Политические неудачи сопровождались значительным ухудшением состояния здоровья. Последние четыре месяца 1935 г. Троцкий находился в основном в постели, причем часть этого времени (с 19 сентября по 10 октября) пребывал в дешевой муниципальной больнице Осло. 29 сентября он записал в дневник внешне нейтральные, но на самом деле трагические слова: «Вот уже десять дней, как я в госпитале в Осло… Почти двадцать лет тому назад, улегшись на кровать в мадридской тюрьме, я спрашивал себя с изумлением, почему я оказался здесь? И неудержимо смеялся… пока не заснул. И сейчас я спрашиваю себя с изумлением: каким образом я оказался в больнице в Осло? Так уж вышло»[425]. Психическое состояние, в котором он находился, видимо, можно было назвать депрессией. 27 декабря он писал сыну Льву слова, обычно для него не свойственные: «Абсолютно необходимо, чтобы меня не тревожили по крайней мере четыре недели… Иначе я не смогу восстановить свою способность работать. Эта отвратительная ерунда не только лишает меня возможности справиться с более серьезными делами, но приводит меня к бессоннице, повышенной температуре и т. д… Я прошу тебя быть совершенно безжалостным по этому поводу»[426].

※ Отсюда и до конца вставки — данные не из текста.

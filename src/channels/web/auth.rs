//! Bearer token authentication middleware for the dashboard.

use axum::{
    extract::{Request, State},
    http::{HeaderMap, StatusCode},
    middleware::Next,
    response::{IntoResponse, Response},
};
use subtle::ConstantTimeEq;

/// Cookie the browser UI may carry instead of an `Authorization` header.
pub const SESSION_COOKIE: &str = "vault_chat_session";

/// Shared auth state injected via axum middleware state.
#[derive(Clone)]
pub struct AuthState {
    pub token: String,
}

impl AuthState {
    pub fn is_valid(&self, candidate: &str) -> bool {
        bool::from(candidate.as_bytes().ct_eq(self.token.as_bytes()))
    }

    fn is_authorized(&self, headers: &HeaderMap) -> bool {
        if let Some(auth_header) = headers.get("authorization")
            && let Ok(value) = auth_header.to_str()
            && let Some(token) = value.strip_prefix("Bearer ")
            && self.is_valid(token)
        {
            return true;
        }

        if let Some(cookie_header) = headers.get("cookie")
            && let Ok(cookie_str) = cookie_header.to_str()
        {
            let prefix = format!("{SESSION_COOKIE}=");
            return cookie_str
                .split(';')
                .filter_map(|pair| pair.trim().strip_prefix(prefix.as_str()))
                .any(|token| self.is_valid(token));
        }

        false
    }
}

/// Auth middleware that validates the bearer token from header or session cookie.
///
/// Query-parameter auth is rejected so the token never lands in URLs or logs.
pub async fn auth_middleware(
    State(auth): State<AuthState>,
    headers: HeaderMap,
    request: Request,
    next: Next,
) -> Response {
    if auth.is_authorized(&headers) {
        return next.run(request).await;
    }

    (StatusCode::UNAUTHORIZED, "Invalid or missing auth token").into_response()
}

#[cfg(test)]
mod tests {
    use axum::http::HeaderValue;

    use super::*;

    fn state() -> AuthState {
        AuthState {
            token: "s3cret".to_string(),
        }
    }

    fn headers(name: &'static str, value: &str) -> HeaderMap {
        let mut map = HeaderMap::new();
        map.insert(name, HeaderValue::from_str(value).unwrap());
        map
    }

    #[test]
    fn bearer_header() {
        assert!(state().is_authorized(&headers("authorization", "Bearer s3cret")));
        assert!(!state().is_authorized(&headers("authorization", "Bearer nope")));
        assert!(!state().is_authorized(&headers("authorization", "s3cret")));
    }

    #[test]
    fn session_cookie() {
        assert!(state().is_authorized(&headers("cookie", "theme=dark; vault_chat_session=s3cret")));
        assert!(!state().is_authorized(&headers("cookie", "other_session=s3cret")));
    }

    #[test]
    fn nothing_presented() {
        assert!(!state().is_authorized(&HeaderMap::new()));
    }
}
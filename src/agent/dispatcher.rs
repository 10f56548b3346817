//! The tool-dispatch loop.
//!
//! ```text
//!  utterance ──► submit ──► model turn ──┬── no tool calls ──► answer
//!                  ▲                     │
//!                  │                     └── tool calls ──► vault ──┐
//!                  └──────────── function responses ◄───────────────┘
//! ```

use std::sync::Arc;
use std::time::Instant;

use crate::config::AgentConfig;
use crate::error::LlmError;
use crate::llm::{ConversationSession, LlmProvider, ToolResult, Turn};
use crate::observability::{NoopObserver, Observer, ObserverEvent, ObserverMetric};
use crate::tools::{self, VaultTool};
use crate::vault::VaultClient;

/// Fixed instruction sent ahead of every user utterance.
pub const SYSTEM_INSTRUCTION: &str = "\
You are an AI assistant that helps users manage and retrieve secrets from Akeyless Secret Management.

You have access to several tools to interact with Akeyless:
- getStaticSecret: For manually managed key-value secrets
- getRotatedSecret: For automatically rotated secrets (passwords, API keys)
- getDynamicSecret: For on-demand generated secrets with TTL (temporary credentials)
- listSecrets: To browse and list secrets
- getSecretMetadata: To get detailed information about secrets
- countSecretsByType: To count secrets by type

When users ask about secrets, use the appropriate tool to fetch the information. \
Be helpful, clear, and security-conscious in your responses.";

/// One user's conversation with the vault assistant.
///
/// Owns its conversation and its vault client; create one per interactive
/// session.
pub struct Agent {
    session: ConversationSession,
    vault: VaultClient,
    observer: Arc<dyn Observer>,
    config: AgentConfig,
}

impl Agent {
    pub fn new(provider: Arc<dyn LlmProvider>, vault: VaultClient) -> Self {
        Self {
            session: ConversationSession::new(provider, VaultTool::definitions()),
            vault,
            observer: Arc::new(NoopObserver),
            config: AgentConfig::default(),
        }
    }

    pub fn with_config(mut self, config: AgentConfig) -> Self {
        self.config = config;
        self
    }

    pub fn with_observer(mut self, observer: Arc<dyn Observer>) -> Self {
        self.session = self.session.with_observer(Arc::clone(&observer));
        self.observer = observer;
        self
    }

    /// The vault client this agent calls.
    pub fn vault(&self) -> &VaultClient {
        &self.vault
    }

    /// Answer one utterance.
    ///
    /// Never fails: model errors are rendered as `Error: ...` and the
    /// conversation is restored to its state before the utterance.
    pub async fn chat(&mut self, utterance: &str) -> String {
        let checkpoint = self.session.checkpoint();
        let started = Instant::now();

        let answer = match self.run_turns(utterance).await {
            Ok(answer) => answer,
            Err(e) => {
                tracing::error!(error = %e, "Conversation turn failed");
                self.observer.record_event(&ObserverEvent::Error {
                    component: "llm".to_string(),
                    message: e.to_string(),
                });
                self.session.rollback(checkpoint);
                format!("Error: {e}")
            }
        };

        self.observer
            .record_metric(&ObserverMetric::RequestLatency(started.elapsed()));
        self.observer.record_event(&ObserverEvent::TurnComplete);
        answer
    }

    /// Forget the conversation so far.
    pub fn reset(&mut self) {
        self.session.reset();
    }

    async fn run_turns(&mut self, utterance: &str) -> Result<String, LlmError> {
        let prompt = format!("{SYSTEM_INSTRUCTION}\n\nUser: {utterance}");
        let mut turn = self.session.submit(prompt).await?;
        let mut rounds = 0;

        while turn.has_tool_calls() {
            if rounds == self.config.max_tool_rounds {
                tracing::warn!(rounds, "Model kept requesting tools, giving up");
                return Err(LlmError::InvalidResponse {
                    provider: "agent".to_string(),
                    reason: format!(
                        "model requested tools for {rounds} rounds without answering"
                    ),
                });
            }
            rounds += 1;
            turn = self.answer_tool_calls(turn).await?;
        }

        Ok(turn.text.unwrap_or_default())
    }

    async fn answer_tool_calls(&mut self, turn: Turn) -> Result<Turn, LlmError> {
        let mut results = Vec::with_capacity(turn.tool_calls.len());
        for call in &turn.tool_calls {
            let result = tools::dispatch(call, &self.vault, self.observer.as_ref()).await;
            results.push(ToolResult::for_call(call, result));
        }
        self.session.respond_to_tools(results).await
    }
}

#[cfg(test)]
mod tests {
    use serde_json::json;
    use wiremock::matchers::{body_json, method, path};
    use wiremock::{Mock, MockServer, ResponseTemplate};

    use super::*;
    use crate::config::{GeminiConfig, VaultConfig};
    use crate::llm::Role;
    use crate::llm::session::testing::ScriptedProvider;

    async fn vault_server() -> MockServer {
        MockServer::start().await
    }

    fn vault_for(server: &MockServer) -> VaultClient {
        VaultClient::new(VaultConfig::new("p-test", "k", server.uri()))
    }

    #[tokio::test]
    async fn plain_answer_is_returned_verbatim_without_vault_calls() {
        let server = vault_server().await;
        Mock::given(method("POST"))
            .respond_with(ResponseTemplate::new(200))
            .expect(0)
            .mount(&server)
            .await;

        let provider = Arc::new(ScriptedProvider::new().then_text("Hello! Ask me about secrets."));
        let mut agent = Agent::new(provider.clone(), vault_for(&server));

        let answer = agent.chat("hi").await;
        assert_eq!(answer, "Hello! Ask me about secrets.");
        assert_eq!(provider.request_count(), 1);

        let first = provider.last_request().unwrap();
        assert!(first.messages[0].content.starts_with(SYSTEM_INSTRUCTION));
        assert!(first.messages[0].content.ends_with("\n\nUser: hi"));
        assert_eq!(first.tools.len(), 6);
    }

    #[tokio::test]
    async fn static_secret_round_trip() {
        let server = vault_server().await;
        Mock::given(method("POST"))
            .and(path("/auth"))
            .respond_with(ResponseTemplate::new(200).set_body_json(json!({"token": "t"})))
            .expect(1)
            .mount(&server)
            .await;
        Mock::given(method("POST"))
            .and(path("/get-secret-value"))
            .and(body_json(json!({"token": "t", "names": ["db/pass"], "json": false})))
            .respond_with(ResponseTemplate::new(200).set_body_json(json!({"db/pass": "hunter2"})))
            .expect(1)
            .mount(&server)
            .await;

        let provider = Arc::new(
            ScriptedProvider::new()
                .then_tool_call("getStaticSecret", json!({"secret_name": "db/pass"}))
                .then_text("The password is hunter2."),
        );
        let mut agent = Agent::new(provider.clone(), vault_for(&server));

        let answer = agent.chat("what is db/pass?").await;
        assert_eq!(answer, "The password is hunter2.");
        assert_eq!(provider.request_count(), 2);

        let second = provider.last_request().unwrap();
        let tool_msg = second.messages.last().unwrap();
        assert_eq!(tool_msg.role, Role::Tool);
        let fed_back: serde_json::Value = serde_json::from_str(&tool_msg.content).unwrap();
        assert_eq!(
            fed_back,
            json!({"name": "db/pass", "type": "simple", "value": "hunter2"})
        );
    }

    #[tokio::test]
    async fn unknown_function_is_reported_to_model() {
        let server = vault_server().await;
        Mock::given(method("POST"))
            .respond_with(ResponseTemplate::new(200))
            .expect(0)
            .mount(&server)
            .await;

        let provider = Arc::new(
            ScriptedProvider::new()
                .then_tool_call("wipeVault", json!({}))
                .then_text("I can't do that."),
        );
        let mut agent = Agent::new(provider.clone(), vault_for(&server));

        assert_eq!(agent.chat("delete everything").await, "I can't do that.");

        let second = provider.last_request().unwrap();
        let fed_back: serde_json::Value =
            serde_json::from_str(&second.messages.last().unwrap().content).unwrap();
        assert_eq!(fed_back, json!({"error": "Unknown function: wipeVault"}));
    }

    #[tokio::test]
    async fn model_failure_becomes_error_text_and_session_recovers() {
        let server = vault_server().await;
        let provider = Arc::new(
            ScriptedProvider::new()
                .then_error("connection reset")
                .then_text("Back online."),
        );
        let mut agent = Agent::new(provider.clone(), vault_for(&server));

        let answer = agent.chat("hello").await;
        assert!(answer.starts_with("Error: "));
        assert!(answer.contains("connection reset"));

        assert_eq!(agent.chat("hello again").await, "Back online.");
        let last = provider.last_request().unwrap();
        assert_eq!(last.messages.len(), 1);
    }

    #[tokio::test]
    async fn failure_mid_tool_loop_rolls_back_whole_utterance() {
        let server = vault_server().await;
        Mock::given(method("POST"))
            .and(path("/auth"))
            .respond_with(ResponseTemplate::new(200).set_body_json(json!({"token": "t"})))
            .mount(&server)
            .await;
        Mock::given(method("POST"))
            .and(path("/list-items"))
            .respond_with(ResponseTemplate::new(200).set_body_json(json!({"items": []})))
            .mount(&server)
            .await;

        let provider = Arc::new(
            ScriptedProvider::new()
                .then_tool_call("listSecrets", json!({}))
                .then_error("timeout")
                .then_text("fine"),
        );
        let mut agent = Agent::new(provider.clone(), vault_for(&server));

        assert!(agent.chat("list").await.starts_with("Error: "));
        assert_eq!(agent.chat("again").await, "fine");
        assert_eq!(provider.last_request().unwrap().messages.len(), 1);
    }

    #[tokio::test]
    async fn empty_model_turn_becomes_error_and_is_forgotten() {
        let server = vault_server().await;
        let provider = Arc::new(ScriptedProvider::new().then_empty().then_text("Hi again."));
        let mut agent = Agent::new(provider.clone(), vault_for(&server));

        let answer = agent.chat("hello").await;
        assert!(answer.starts_with("Error: "));
        assert!(answer.contains("empty turn"));

        assert_eq!(agent.chat("hello?").await, "Hi again.");
        assert_eq!(provider.last_request().unwrap().messages.len(), 1);
    }

    #[tokio::test]
    async fn blocked_gemini_answer_does_not_break_later_requests() {
        let vault = vault_server().await;
        let gemini = MockServer::start().await;
        Mock::given(method("POST"))
            .respond_with(ResponseTemplate::new(200).set_body_json(json!({
                "candidates": [{"finishReason": "SAFETY"}]
            })))
            .expect(2)
            .mount(&gemini)
            .await;

        let provider = crate::llm::create_llm_provider(&GeminiConfig {
            api_key: secrecy::SecretString::from("k".to_string()),
            model: "gemini-2.5-flash".to_string(),
            base_url: gemini.uri(),
        });
        let mut agent = Agent::new(provider, vault_for(&vault));

        assert!(agent.chat("first").await.contains("finish reason: SAFETY"));
        assert!(agent.chat("second").await.starts_with("Error: "));

        let requests = gemini.received_requests().await.unwrap();
        let second: serde_json::Value = requests[1].body_json().unwrap();
        let contents = second["contents"].as_array().unwrap();
        assert_eq!(contents.len(), 1);
        assert!(
            contents
                .iter()
                .all(|c| !c["parts"].as_array().unwrap().is_empty())
        );
    }

    #[tokio::test]
    async fn runaway_tool_loop_is_cut_off() {
        let server = vault_server().await;
        Mock::given(method("POST"))
            .and(path("/auth"))
            .respond_with(ResponseTemplate::new(200).set_body_json(json!({"token": "t"})))
            .mount(&server)
            .await;
        Mock::given(method("POST"))
            .and(path("/list-items"))
            .respond_with(ResponseTemplate::new(200).set_body_json(json!({"items": []})))
            .expect(2)
            .mount(&server)
            .await;

        let provider = Arc::new(
            ScriptedProvider::new()
                .then_tool_call("listSecrets", json!({}))
                .then_tool_call("listSecrets", json!({}))
                .then_tool_call("listSecrets", json!({})),
        );
        let mut agent = Agent::new(provider.clone(), vault_for(&server))
            .with_config(AgentConfig { max_tool_rounds: 2 });

        let answer = agent.chat("loop").await;
        assert!(answer.contains("without answering"));
        assert_eq!(provider.request_count(), 3);
    }
}
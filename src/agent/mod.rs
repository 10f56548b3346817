//! Conversational agent: the tool-dispatch loop between the model and the vault.

mod dispatcher;

pub use dispatcher::{Agent, SYSTEM_INSTRUCTION};
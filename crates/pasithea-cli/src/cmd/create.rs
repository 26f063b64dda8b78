//! `pas create` — create an issue as a local (UI-side) edit.

use clap::Args;
use std::io::Write;
use std::path::Path;

use pasithea_core::model::{IssueDraft, Priority, Status};

use crate::board::Board;
use crate::cmd::parse_enum;
use crate::output::{render, render_error, CliError, OutputMode};

#[derive(Args, Debug)]
pub struct CreateArgs {
    /// Title of the new issue.
    #[arg(short, long)]
    pub title: String,

    /// Description text.
    #[arg(short, long)]
    pub description: Option<String>,

    /// Status column: backlog, todo, in-progress, done.
    #[arg(short, long)]
    pub status: Option<String>,

    /// Priority: low, medium, high, critical.
    #[arg(short, long)]
    pub priority: Option<String>,

    /// Assignee name.
    #[arg(short, long)]
    pub assignee: Option<String>,

    /// Labels to attach (repeat the flag).
    #[arg(short, long)]
    pub label: Vec<String>,
}

pub fn run(args: &CreateArgs, output: OutputMode, root: &Path) -> anyhow::Result<()> {
    if args.title.trim().is_empty() {
        render_error(
            output,
            &CliError::with_details(
                "Title must not be empty",
                "Pass a non-empty --title",
                "empty_title",
            ),
        )?;
        anyhow::bail!("empty title");
    }

    let status = parse_enum::<Status>(args.status.as_deref(), output, &Status::NAMES)?;
    let priority = parse_enum::<Priority>(args.priority.as_deref(), output, &Priority::NAMES)?;

    let mut board = Board::open(root)?;
    let issue = board.local_create(IssueDraft {
        title: args.title.clone(),
        description: args.description.clone(),
        status,
        priority,
        assignee: args.assignee.clone(),
        labels: if args.label.is_empty() {
            None
        } else {
            Some(args.label.clone())
        },
    });

    render(output, &issue, |issue, w| {
        writeln!(w, "✓ Created issue {}: {}", issue.id, issue.title)
    })
}

#[cfg(test)]
mod tests {
    use super::*;

    #[test]
    fn create_args_defaults() {
        use clap::Parser;

        #[derive(Parser)]
        struct Wrapper {
            #[command(flatten)]
            args: CreateArgs,
        }
        let w = Wrapper::parse_from(["test", "--title", "Hello"]);
        assert_eq!(w.args.title, "Hello");
        assert!(w.args.status.is_none());
        assert!(w.args.label.is_empty());
    }

    #[test]
    fn bad_status_fails_before_touching_the_board() {
        let dir = tempfile::tempdir().unwrap();
        let args = CreateArgs {
            title: "t".to_string(),
            description: None,
            status: Some("active".to_string()),
            priority: None,
            assignee: None,
            label: vec![],
        };
        assert!(run(&args, OutputMode::Text, dir.path()).is_err());
        assert!(!dir.path().join(".pasithea/replica.json").exists());
    }
}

На этом унылом фоне большой и неожиданной удачей для Троцкого обернулось освобождение из советских тюрем двух его сторонников, иностранных граждан, которым весной 1936 г. удалось эмигрировать из СССР. Этими спасшимися иностранцами были итальянский подданный, хорват по национальности, член компартии Югославии Анте Цилига[427], в защиту которого выступили представители фашистского правительства Муссолини, и родившийся в Бельгии и ббльшую часть своей жизни проживший во Франции Виктор Серж[428], освобожденный из советских застенок благодаря заступничеству нелюбимого Троцким Ромена Роллана, который ходатайствовал перед Сталиным. Троцкий надеялся, что владевшие несколькими иностранными языками Цилига и Серж станут его верными представителями в европейских государствах, от которых Троцкий снова был отрезан.
Но Троцкого ждали разочарования. Цилига стал убеждать его в необходимости сотрудничать с социал-демократами самых различных направлений, причем не для подрыва этих организаций и поглощения их, а на равных с ними. И хотя Троцкий приложил определенные усилия для публикации воспоминаний и впечатлений Цилиги о пребывании в советских тюрьмах и лагерях[429], на его предложения о блоке с социал-демократами он неизменно отвечал отказами и в конце концов выступил с заявлением о разрыве с ним отношений.
Нечто подобное произошло и с Сержем. Вначале отношения были близкими, тем более что в 1933 г. во время пребывания в ссылке он установил контакт с первой женой Троцкого Соколовской, о встрече с которой рассказал Льву Давидовичу. Однако и Серж полагал, что сектантская тактика Троцкого вредна, что она не принесет успеха в борьбе против сталинизма, что фронт борьбы нужно расширять. Серж призывал Троцкого пойти на союз со всеми социалистами, от анархистов до правых социалистов. В одном из писем Троцкому он высказывал мнение заключенных ГУЛАГа о том, что позиция Троцкого в 1904 г. против Ленина была правильнее его нынешнего курса. Но из-за собственного меньшевистского комплекса Троцкий был решительно не согласен объединяться в борьбе против Сталина с западноевропейскими «меньшевиками», и взаимоотношения Троцкого и Сержа стали быстро ухудшаться, хотя и не достигли степени полного разрыва[430], как в случае с Цилигой.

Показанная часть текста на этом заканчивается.